*** Opening of Input data ***

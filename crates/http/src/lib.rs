//! A minimal asynchronous HTTP/1.1 server toolkit
//!
//! This crate provides the wire-level half of skiff: parsing requests off a
//! TCP connection, dispatching them through a caller-supplied responder and
//! serializing responses back, with one concurrent worker per connection on
//! top of tokio.
//!
//! # Features
//!
//! - HTTP/1.1 (and 1.0) request parsing via an owned state-machine codec
//! - Content-Length framed bodies (no chunked transfer encoding)
//! - Keep-alive connections: sequential request/response exchanges on one
//!   connection, no pipelining
//! - Task-per-connection concurrency with an independent accept loop
//! - A uniform `Responder` contract with failure translation to HTTP 500
//! - Client-facing request encoder / response decoder for the same wire
//!
//! # Example
//!
//! ```no_run
//! use http::StatusCode;
//! use skiff_http::protocol::{Body, Request, Response};
//! use skiff_http::responder::make_responder;
//! use skiff_http::server::Server;
//! use tracing::Level;
//! use tracing_subscriber::FmtSubscriber;
//!
//! #[tokio::main]
//! async fn main() {
//!     let subscriber = FmtSubscriber::builder().with_max_level(Level::INFO).finish();
//!     tracing::subscriber::set_global_default(subscriber).expect("setting default subscriber failed");
//!
//!     let responder = make_responder(|request: Request| async move {
//!         Ok(Response::with_body(StatusCode::OK, Body::text(format!("hello from {}", request.path()))))
//!     });
//!
//!     let server = Server::builder()
//!         .port(8080)
//!         .responder(responder)
//!         .build()
//!         .expect("a responder was set");
//!
//!     let handle = server.start(Server::default_failure_handler()).expect("bind failed");
//!
//!     // start() returns immediately; park the main task however fits
//!     tokio::signal::ctrl_c().await.ok();
//!     handle.stop();
//! }
//! ```
//!
//! # Architecture
//!
//! - [`protocol`]: request/response/body data model and the error taxonomy
//! - [`codec`]: the wire codec, both server- and client-facing halves
//! - [`connection`]: the per-connection serve loop
//! - [`responder`]: the handler contract
//! - [`server`]: listening socket ownership, accept loop, start/stop
//!
//! # Limitations
//!
//! - HTTP/1.1 and HTTP/1.0 only
//! - No TLS (terminate it in front)
//! - Bodies are buffered whole, framed by `content-length` only
//! - `stop()` only stops accepting; in-flight connections are not drained
//!   and idle peers are not timed out

pub mod codec;
pub mod connection;
pub mod protocol;
pub mod responder;
pub mod server;

mod utils;
pub(crate) use utils::ensure;
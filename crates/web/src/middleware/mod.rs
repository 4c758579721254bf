//! Middleware: transformations from one responder to another.
//!
//! A middleware wraps a responder and returns a new one, injecting
//! cross-cutting behavior around the inner call. Chains are explicit
//! ordered lists folded once at build time by [`compose`] — there is no
//! per-request composition.

mod default_headers;
mod keep_alive;

pub use default_headers::DefaultHeaders;
pub use keep_alive::KeepAlive;

use std::sync::Arc;

use skiff_http::responder::Responder;

/// A transformation from one responder to another.
pub trait Middleware: Send + Sync {
    fn wrap(&self, inner: Arc<dyn Responder>) -> Arc<dyn Responder>;
}

/// Folds an ordered middleware list around a base responder.
///
/// The first element of `middlewares` becomes the outermost wrapper:
/// `compose(&[a, b], inner)` runs a's pre-logic, then b's, then `inner`,
/// then b's post-logic, then a's. The fold is associative and happens
/// exactly once, at chain-build time.
pub fn compose(middlewares: &[Arc<dyn Middleware>], base: Arc<dyn Responder>) -> Arc<dyn Responder> {
    middlewares.iter().rev().fold(base, |inner, middleware| middleware.wrap(inner))
}
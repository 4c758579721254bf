use async_trait::async_trait;
use http::StatusCode;
use serde::{Deserialize, Serialize};
use serde_json::json;
use tracing::Level;
use tracing_subscriber::FmtSubscriber;

use skiff_http::protocol::{Body, Request, Response};
use skiff_http::responder::{BoxError, make_responder};
use skiff_web::router::{ResourceResponder, Router};
use skiff_web::server::HttpServer;
use skiff_web::{Json, JsonBodyError};

#[derive(Debug, Serialize, Deserialize)]
struct Note {
    id: u32,
    text: String,
}

struct NoteResponder;

#[async_trait]
impl ResourceResponder for NoteResponder {
    async fn index(&self, _request: Request) -> Result<Response, BoxError> {
        let notes = json!([
            { "id": 1, "text": "ship it" },
            { "id": 2, "text": "write the changelog" },
        ]);
        Ok(Response::with_body(StatusCode::OK, Json(notes).into_body()?))
    }

    async fn create(&self, request: Request) -> Result<Response, BoxError> {
        match Json::<Note>::from_body(request.body()) {
            Ok(Json(note)) => Ok(Response::with_body(StatusCode::CREATED, Json(note).into_body()?)),
            Err(JsonBodyError::NotJson) => {
                Ok(Response::with_body(StatusCode::BAD_REQUEST, Body::text("expected a json body")))
            }
            Err(e) => Ok(Response::with_body(StatusCode::BAD_REQUEST, Body::text(e.to_string()))),
        }
    }
}

// curl -v http://127.0.0.1:8080/hello
// curl -v http://127.0.0.1:8080/api/notes
// curl -v -H 'Content-Type: application/json' -d '{"id":3,"text":"hi"}' http://127.0.0.1:8080/api/notes
#[tokio::main]
async fn main() {
    let subscriber = FmtSubscriber::builder().with_max_level(Level::INFO).finish();
    tracing::subscriber::set_global_default(subscriber).expect("setting default subscriber failed");

    let router = Router::builder()
        .get("/hello", make_responder(|_| async {
            Ok(Response::with_body(StatusCode::OK, Body::text("hello world\r\n")))
        }))
        .group("/api", |api| api.resources("/notes", NoteResponder))
        .build()
        .expect("no duplicate routes");

    let Some(handle) = HttpServer::builder().router(router).port(8080).build().expect("a router was set").start()
    else {
        return;
    };

    tokio::signal::ctrl_c().await.ok();
    handle.stop();
}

*** Close of Input data ***

*The problem:* From the records above, copy each line where the word "around" can be found.

*Response:*
//! cross-cutting behavior around the inner call. Chains are explicit
/// Folds an ordered middleware list around a base responder.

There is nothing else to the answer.